Gun violence and fading paint of Summerhill BK (Photo Source: Facebook/Summerhill BK)

Gentrification has become a dirty word in the Black community because of the impact it has on longtime residents. Often, once White businesses and residents move into what was once a traditional Black neighborhood, housing prices soar and the once familiar disappears. This is happening in the Crown Heights section of Brooklyn, New York.

What has many residents upset now is a new restaurant named Summerhill. The restaurant has decided that a Black pain and tragedy theme would attract customers and features bullet holes in the wall, faded dark paint, and a 40 ounce serving of wine in a paper bag.

According to media outlet New York Daily News, the owner has been identified as an attorney named Becca Brennan, 31, who described her choice of using bullet holes as decor “cheeky.”

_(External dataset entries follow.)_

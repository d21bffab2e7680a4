use std::io::Cursor;

use image::{
    Frame, ImageEncoder, RgbaImage,
    codecs::{gif::GifEncoder, jpeg::JpegEncoder, png::PngEncoder},
};

use crate::{
    assets::decode::ContainerFormat,
    foundation::error::{ImgshError, ImgshResult},
};

const JPEG_QUALITY: u8 = 75;

/// Encode `img` in `format`.
///
/// Returns `Ok(None)` for containers that can be read but not written, in
/// which case nothing should be emitted.
pub fn encode(img: &RgbaImage, format: &ContainerFormat) -> ImgshResult<Option<Vec<u8>>> {
    let (w, h) = img.dimensions();
    if w == 0 || h == 0 {
        return Err(ImgshError::encode(format!("{format}: image is empty ({w}x{h})")));
    }

    let mut out = Vec::new();
    match format {
        ContainerFormat::Png => PngEncoder::new(&mut out)
            .write_image(img.as_raw(), w, h, image::ExtendedColorType::Rgba8)
            .map_err(|e| ImgshError::encode(format!("png: {e}")))?,
        ContainerFormat::Jpeg => {
            let rgb = image::DynamicImage::ImageRgba8(img.clone()).to_rgb8();
            JpegEncoder::new_with_quality(&mut out, JPEG_QUALITY)
                .write_image(rgb.as_raw(), w, h, image::ExtendedColorType::Rgb8)
                .map_err(|e| ImgshError::encode(format!("jpeg: {e}")))?
        }
        ContainerFormat::Gif => {
            let mut enc = GifEncoder::new(Cursor::new(&mut out));
            enc.encode_frame(Frame::new(img.clone()))
                .map_err(|e| ImgshError::encode(format!("gif: {e}")))?;
        }
        ContainerFormat::Other(name) => {
            tracing::debug!(format = %name, "no encoder for container; skipping output");
            return Ok(None);
        }
    }
    Ok(Some(out))
}

#[cfg(test)]
#[path = "../../tests/unit/assets/encode.rs"]
mod tests;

Brennan told Gothamist magazine the origin of her idea started as a joke. The location of the restaurant was a former corner bodega that was long vacant and was rumored to sell guns in the back room. She stated, “If you look at the history, someone seriously said, ‘Isn’t that the place where we could buy guns?’… And then we were like, OK.”

Cocktails and Bullet Holes (Photo Source: Facebook/Summerhill BK)

Brennan originally claimed that the bullet holes were already in the walls when she took over the property. However, Gothamist determined that the holes were more than likely added as cosmetic damage and not from bullets.

Many residents are not amused by Brennan’s take on Black culture and have left numerous comments on the restaurant’s Facebook page. Commentators call both the restaurant and Brennan racist and state that her business further reinforces racist stereotypes. The restaurant and the owner do have a few supporters who claim that she is helping to improve a blighted neighborhood and that anyone who disagrees with her are themselves racist because she is white and a successful business owner. The restaurant’s Facebook page shows customers that include not only white, tattooed hipsters but also Black and Latino patrons.

Mo Barnes

"Mo Betta" Maurice "Mo" Barnes is a graduate of Morehouse College and Political Scientist based in Atlanta. Mo is also a Blues musician.

  • TexTopCat

    The business has every right to decorate in any way they want. Attempting to tie violence to one race or using “racial” ideas is not something that I think is a good practice in the long run. The unfortunate truth is that “criminal violence” may be more likely today in the black community in this city, but criminals just like “good guys” come in all sizes, shapes and colors.

  • MistaO

    Not excusing the damage done to us, by us, but, when the book is finally closed, one will not be able to subtract what has happened to many Black communities from the decades of purposeful exclusion, unjust incarceration and the flat out disenfranchisement of Black men from these woeful end results.

  • Louis Marschalko

    It’s “Ballistic Self-Expression”, not “Gun Violence”.

  • Orlando coombs

    Gentrification is not a dirty word. There are black gentrifiers in every city of America. Brooklyn still has plenty of black people and so does Harlem, regardless of all that gentrification going on, these places are still very black. Cause for one thing, you ain’t getting rid of black folks like that. Cause black people adapt and survive. We are a strong and resourceful people. Black people don’t go away somewhere and die off. We don’t give up and we ain’t hopeless. We are so strong physically, mentally, and spiritually that we have withstood every adversity and act of ugly racism that white America has thrown at us. And we ain’t no broken people. We’re survivors and were strong. They can’t stop us.